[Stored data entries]
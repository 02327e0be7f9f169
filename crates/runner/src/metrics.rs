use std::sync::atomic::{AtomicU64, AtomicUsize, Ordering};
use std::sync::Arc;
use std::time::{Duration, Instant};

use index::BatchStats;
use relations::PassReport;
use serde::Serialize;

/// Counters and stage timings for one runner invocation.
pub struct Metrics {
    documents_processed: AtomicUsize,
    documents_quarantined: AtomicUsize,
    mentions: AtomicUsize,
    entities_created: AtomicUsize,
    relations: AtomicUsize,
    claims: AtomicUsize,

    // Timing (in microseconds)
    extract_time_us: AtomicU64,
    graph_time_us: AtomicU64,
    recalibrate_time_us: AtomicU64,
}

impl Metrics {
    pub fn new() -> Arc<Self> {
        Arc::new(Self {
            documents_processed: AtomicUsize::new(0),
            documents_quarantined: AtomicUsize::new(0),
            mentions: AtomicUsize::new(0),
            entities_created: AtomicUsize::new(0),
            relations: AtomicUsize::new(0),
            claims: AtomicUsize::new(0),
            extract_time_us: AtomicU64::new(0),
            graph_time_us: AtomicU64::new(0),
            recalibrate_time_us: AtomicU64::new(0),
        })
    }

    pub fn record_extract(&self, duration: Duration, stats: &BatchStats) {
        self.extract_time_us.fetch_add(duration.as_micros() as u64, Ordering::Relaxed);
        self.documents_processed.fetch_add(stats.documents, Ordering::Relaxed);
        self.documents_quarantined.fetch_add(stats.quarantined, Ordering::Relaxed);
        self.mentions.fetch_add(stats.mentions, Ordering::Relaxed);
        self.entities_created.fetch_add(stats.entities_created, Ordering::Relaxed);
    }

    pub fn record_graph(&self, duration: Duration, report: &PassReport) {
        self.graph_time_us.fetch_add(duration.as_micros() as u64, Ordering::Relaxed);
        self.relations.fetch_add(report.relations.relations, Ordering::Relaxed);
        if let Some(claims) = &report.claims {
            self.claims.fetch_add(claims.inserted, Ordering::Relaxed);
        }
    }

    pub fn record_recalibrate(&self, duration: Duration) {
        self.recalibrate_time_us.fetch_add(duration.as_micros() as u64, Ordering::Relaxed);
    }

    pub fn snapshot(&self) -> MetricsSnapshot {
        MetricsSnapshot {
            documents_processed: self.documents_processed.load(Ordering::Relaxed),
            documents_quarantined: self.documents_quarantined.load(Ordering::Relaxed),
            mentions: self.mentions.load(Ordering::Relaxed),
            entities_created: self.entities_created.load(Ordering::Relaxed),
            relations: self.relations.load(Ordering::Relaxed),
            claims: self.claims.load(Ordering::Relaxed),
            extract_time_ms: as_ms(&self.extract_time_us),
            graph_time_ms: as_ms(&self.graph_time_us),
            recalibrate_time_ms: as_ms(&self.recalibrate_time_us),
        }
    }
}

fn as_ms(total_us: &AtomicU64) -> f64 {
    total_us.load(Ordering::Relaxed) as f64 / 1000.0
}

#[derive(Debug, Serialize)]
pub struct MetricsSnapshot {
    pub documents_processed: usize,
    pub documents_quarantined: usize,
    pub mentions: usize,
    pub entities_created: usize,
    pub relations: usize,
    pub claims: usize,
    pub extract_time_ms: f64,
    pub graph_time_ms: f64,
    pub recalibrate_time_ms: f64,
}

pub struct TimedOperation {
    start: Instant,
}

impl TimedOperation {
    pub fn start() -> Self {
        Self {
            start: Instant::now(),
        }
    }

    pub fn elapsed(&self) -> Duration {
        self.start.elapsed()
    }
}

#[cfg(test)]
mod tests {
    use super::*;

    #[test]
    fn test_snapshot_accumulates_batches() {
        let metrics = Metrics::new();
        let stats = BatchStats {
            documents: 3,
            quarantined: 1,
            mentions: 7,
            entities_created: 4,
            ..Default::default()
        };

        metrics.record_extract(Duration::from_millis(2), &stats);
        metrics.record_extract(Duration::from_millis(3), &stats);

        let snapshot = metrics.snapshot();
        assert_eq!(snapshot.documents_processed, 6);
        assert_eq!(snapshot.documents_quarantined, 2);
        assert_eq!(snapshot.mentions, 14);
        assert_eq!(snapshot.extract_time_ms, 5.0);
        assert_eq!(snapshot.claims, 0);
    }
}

[EXERCISE AIM] Copy each line above that has the word "struct".

[TASK RESULT]
pub struct Metrics {
pub struct MetricsSnapshot {
pub struct TimedOperation {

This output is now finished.